Florida’s property and casualty insurance market needs reform. Most of the steps required to fix the state’s broken regulatory system and restore competition to the market will be not quick or easy, but they need to be done, and soon. In a recent article in the Bradenton Herald, Florida State Senator Mike Bennett and Representative Jim Boyd voiced their concern about the insurance market and a need for reform.
“Boyd, who operates an insurance agency, and state Senate President Pro Tempore Mike Bennett, R-Bradenton, both plan to work for property insurance reform during this year’s session, which starts March 8.
Boyd favors passage of a reform bill aimed at Citizens Property Insurance Corp., returning it to the insurer of last resort.
“There’s a growing, enormous liability that we continue to create as a state that, if we don’t get our arms around it, it’s going to be a big problem sooner rather than later, because we know we’re going to have storms,” Boyd said.
Boyd also will push to encourage private insurers to return to the state, “so we have a vibrant, competitive market,” he said. “In the big picture, competition fosters competitive pricing, regardless of what you do.”
Bennett also would like to see a competitive property insurance market.
“Let the consumer shop,” he said. “Create some free-market competition.”
Christian Cámara of the Center on Finance, Insurance and Real Estate at the Heartland Institute and Thomas Perrin, Public Affairs Director, James Madison Institute responded to this article in a letter to the Herald, arguing that the state’s poor management of its property and casualty insurance market during the Crist Administration has created big problems that require big solutions. Cámara and Perrin argue that unless changes to Citizens are made soon, taxpayers could be on the hook for millions in the aftermath of a major storm.
Perrin and Cámara’s LTE is reprinted below and is available online at: http://www.bradenton.com/2011/02/16/2960870/letters-216.html
Sen. Mike Bennett and Rep.

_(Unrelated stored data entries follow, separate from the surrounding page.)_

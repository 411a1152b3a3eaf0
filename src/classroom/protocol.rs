use std::time::{SystemTime, UNIX_EPOCH};

use serde::{Deserialize, Serialize};
use serde_json::Value;

use super::participant::{ConnectionId, Participant, Role};
use super::state::{ClassroomState, Slide, WhiteboardMode};

/// Frames a client may send over its classroom socket.
#[derive(Debug, Clone, PartialEq, Serialize, Deserialize)]
#[serde(tag = "type", rename_all = "kebab-case", rename_all_fields = "camelCase")]
pub enum ClientMessage {
    Join {
        username: String,
        #[serde(default)]
        role: Option<Role>,
        #[serde(default, alias = "name")]
        display_name: Option<String>,
    },

    ChangeSlide {
        #[serde(alias = "slideNumber")]
        index: i64,
    },

    SendMessage {
        text: String,
    },

    WhiteboardToggle {
        mode: WhiteboardMode,
    },

    WhiteboardUpdate {
        #[serde(alias = "update")]
        delta: Value,
    },

    WhiteboardClear {},

    WebrtcOffer {
        #[serde(alias = "offer")]
        sdp: Value,
    },

    WebrtcAnswer {
        #[serde(alias = "to")]
        target_id: ConnectionId,
        #[serde(alias = "answer")]
        sdp: Value,
    },

    WebrtcIceCandidate {
        #[serde(default, alias = "to")]
        target_id: Option<ConnectionId>,
        candidate: Value,
    },
}

/// Identity claimed by a connection when it asks to join.
#[derive(Debug, Clone, PartialEq, Eq)]
pub struct JoinRequest {
    pub username: String,
    pub role: Option<Role>,
    pub display_name: Option<String>,
}

/// State-changing and signaling commands from an already joined connection.
#[derive(Debug, Clone, PartialEq)]
pub enum ClassroomCommand {
    ChangeSlide { index: i64 },
    SendMessage { text: String },
    ToggleWhiteboard { mode: WhiteboardMode },
    UpdateWhiteboard { delta: Value },
    ClearWhiteboard,
    Offer { sdp: Value },
    Answer { target_id: ConnectionId, sdp: Value },
    IceCandidate { target_id: Option<ConnectionId>, candidate: Value },
}

impl ClassroomCommand {
    /// Event name echoed back in `command-rejected`.
    pub fn name(&self) -> &'static str {
        match self {
            ClassroomCommand::ChangeSlide { .. } => "change-slide",
            ClassroomCommand::SendMessage { .. } => "send-message",
            ClassroomCommand::ToggleWhiteboard { .. } => "whiteboard-toggle",
            ClassroomCommand::UpdateWhiteboard { .. } => "whiteboard-update",
            ClassroomCommand::ClearWhiteboard => "whiteboard-clear",
            ClassroomCommand::Offer { .. } => "webrtc-offer",
            ClassroomCommand::Answer { .. } => "webrtc-answer",
            ClassroomCommand::IceCandidate { .. } => "webrtc-ice-candidate",
        }
    }
}

pub enum Inbound {
    Join(JoinRequest),
    Command(ClassroomCommand),
}

impl From<ClientMessage> for Inbound {
    fn from(message: ClientMessage) -> Self {
        match message {
            ClientMessage::Join {
                username,
                role,
                display_name,
            } => Inbound::Join(JoinRequest {
                username,
                role,
                display_name,
            }),
            ClientMessage::ChangeSlide { index } => {
                Inbound::Command(ClassroomCommand::ChangeSlide { index })
            }
            ClientMessage::SendMessage { text } => {
                Inbound::Command(ClassroomCommand::SendMessage { text })
            }
            ClientMessage::WhiteboardToggle { mode } => {
                Inbound::Command(ClassroomCommand::ToggleWhiteboard { mode })
            }
            ClientMessage::WhiteboardUpdate { delta } => {
                Inbound::Command(ClassroomCommand::UpdateWhiteboard { delta })
            }
            ClientMessage::WhiteboardClear {} => Inbound::Command(ClassroomCommand::ClearWhiteboard),
            ClientMessage::WebrtcOffer { sdp } => Inbound::Command(ClassroomCommand::Offer { sdp }),
            ClientMessage::WebrtcAnswer { target_id, sdp } => {
                Inbound::Command(ClassroomCommand::Answer { target_id, sdp })
            }
            ClientMessage::WebrtcIceCandidate {
                target_id,
                candidate,
            } => Inbound::Command(ClassroomCommand::IceCandidate {
                target_id,
                candidate,
            }),
        }
    }
}

#[derive(Debug, Clone, PartialEq, Serialize, Deserialize)]
#[serde(rename_all = "camelCase")]
pub struct ChatMessage {
    pub sender: String,
    pub sender_id: ConnectionId,
    pub role: Role,
    pub text: String,
    pub timestamp: u64,
}

/// Frames the server pushes to connected clients.
#[derive(Debug, Clone, PartialEq, Serialize, Deserialize)]
#[serde(tag = "type", rename_all = "kebab-case", rename_all_fields = "camelCase")]
pub enum ServerMessage {
    ClassroomJoined {
        connection_id: ConnectionId,
        you: Participant,
        state: ClassroomState,
    },

    JoinError {
        code: String,
        message: String,
    },

    ParticipantsUpdated {
        participants: Vec<Participant>,
    },

    SlideChanged {
        slide_number: usize,
    },

    NewMessage(ChatMessage),

    WhiteboardToggle {
        mode: WhiteboardMode,
        #[serde(default, skip_serializing_if = "Option::is_none")]
        triggered_by: Option<String>,
    },

    WhiteboardUpdate {
        sender_id: ConnectionId,
        delta: Value,
    },

    WhiteboardClear {
        sender_id: ConnectionId,
    },

    WebrtcOffer {
        sender_id: ConnectionId,
        sdp: Value,
    },

    WebrtcAnswer {
        sender_id: ConnectionId,
        sdp: Value,
    },

    WebrtcIceCandidate {
        sender_id: ConnectionId,
        candidate: Value,
    },

    TeacherLeft {},

    CommandRejected {
        command: String,
        code: String,
        message: String,
    },

    ClassroomState {
        state: ClassroomState,
    },

    UploadStarted {
        classroom_id: String,
        filename: String,
        timestamp: u64,
    },

    TotalSlides {
        classroom_id: String,
        total_slides: usize,
    },

    SlideReady {
        classroom_id: String,
        url: String,
        index: usize,
    },

    UploadComplete {
        #[serde(default, skip_serializing_if = "Option::is_none")]
        classroom_id: Option<String>,
        total_slides: usize,
        timestamp: u64,
    },

    ResourceAdded {
        resource: Value,
    },

    ResourceRemoved {
        resource: Value,
    },
}

/// Completed output of the slide conversion pipeline.
#[derive(Debug, Clone, PartialEq, Serialize, Deserialize)]
#[serde(rename_all = "camelCase")]
pub struct SlideSetProduced {
    #[serde(default)]
    pub classroom_id: Option<String>,
    pub slides: Vec<Slide>,
}

/// Incremental conversion progress, relayed to clients as-is.
#[derive(Debug, Clone, PartialEq, Serialize, Deserialize)]
#[serde(tag = "type", rename_all = "kebab-case", rename_all_fields = "camelCase")]
pub enum SlideProgress {
    UploadStarted {
        classroom_id: String,
        filename: String,
        #[serde(default = "unix_millis")]
        timestamp: u64,
    },

    TotalSlides {
        classroom_id: String,
        total_slides: usize,
    },

    SlideReady {
        classroom_id: String,
        url: String,
        index: usize,
    },
}

impl From<SlideProgress> for ServerMessage {
    fn from(progress: SlideProgress) -> Self {
        match progress {
            SlideProgress::UploadStarted {
                classroom_id,
                filename,
                timestamp,
            } => ServerMessage::UploadStarted {
                classroom_id,
                filename,
                timestamp,
            },
            SlideProgress::TotalSlides {
                classroom_id,
                total_slides,
            } => ServerMessage::TotalSlides {
                classroom_id,
                total_slides,
            },
            SlideProgress::SlideReady {
                classroom_id,
                url,
                index,
            } => ServerMessage::SlideReady {
                classroom_id,
                url,
                index,
            },
        }
    }
}

/// Resource store notification. The coordinator keeps no resource state.
#[derive(Debug, Clone, PartialEq, Serialize, Deserialize)]
#[serde(tag = "type", rename_all = "kebab-case")]
pub enum ResourceNotice {
    ResourceAdded { resource: Value },
    ResourceRemoved { resource: Value },
}

impl From<ResourceNotice> for ServerMessage {
    fn from(notice: ResourceNotice) -> Self {
        match notice {
            ResourceNotice::ResourceAdded { resource } => ServerMessage::ResourceAdded { resource },
            ResourceNotice::ResourceRemoved { resource } => {
                ServerMessage::ResourceRemoved { resource }
            }
        }
    }
}

pub fn unix_millis() -> u64 {
    SystemTime::now()
        .duration_since(UNIX_EPOCH)
        .map(|d| d.as_millis() as u64)
        .unwrap_or_default()
}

Jim Boyd are right to address the state’s looming property insurance crisis (“Local lawmakers predict tough choices,” Feb. 6).
The “enjoy now, pay later” policies of the Charlie Crist administration have caused the state-run Citizens Property Insurance Corporation to become the largest insurer in Florida after its rates were arbitrarily lowered and frozen by politicians in Tallahassee in 2007. This unfair competitive advantage largely drove away private insurance companies (and the much-needed capital they could pump into our communities after a hurricane) and placed taxpayers one storm, or series of storms, away from having to bail out the massive state-run property insurer Citizens.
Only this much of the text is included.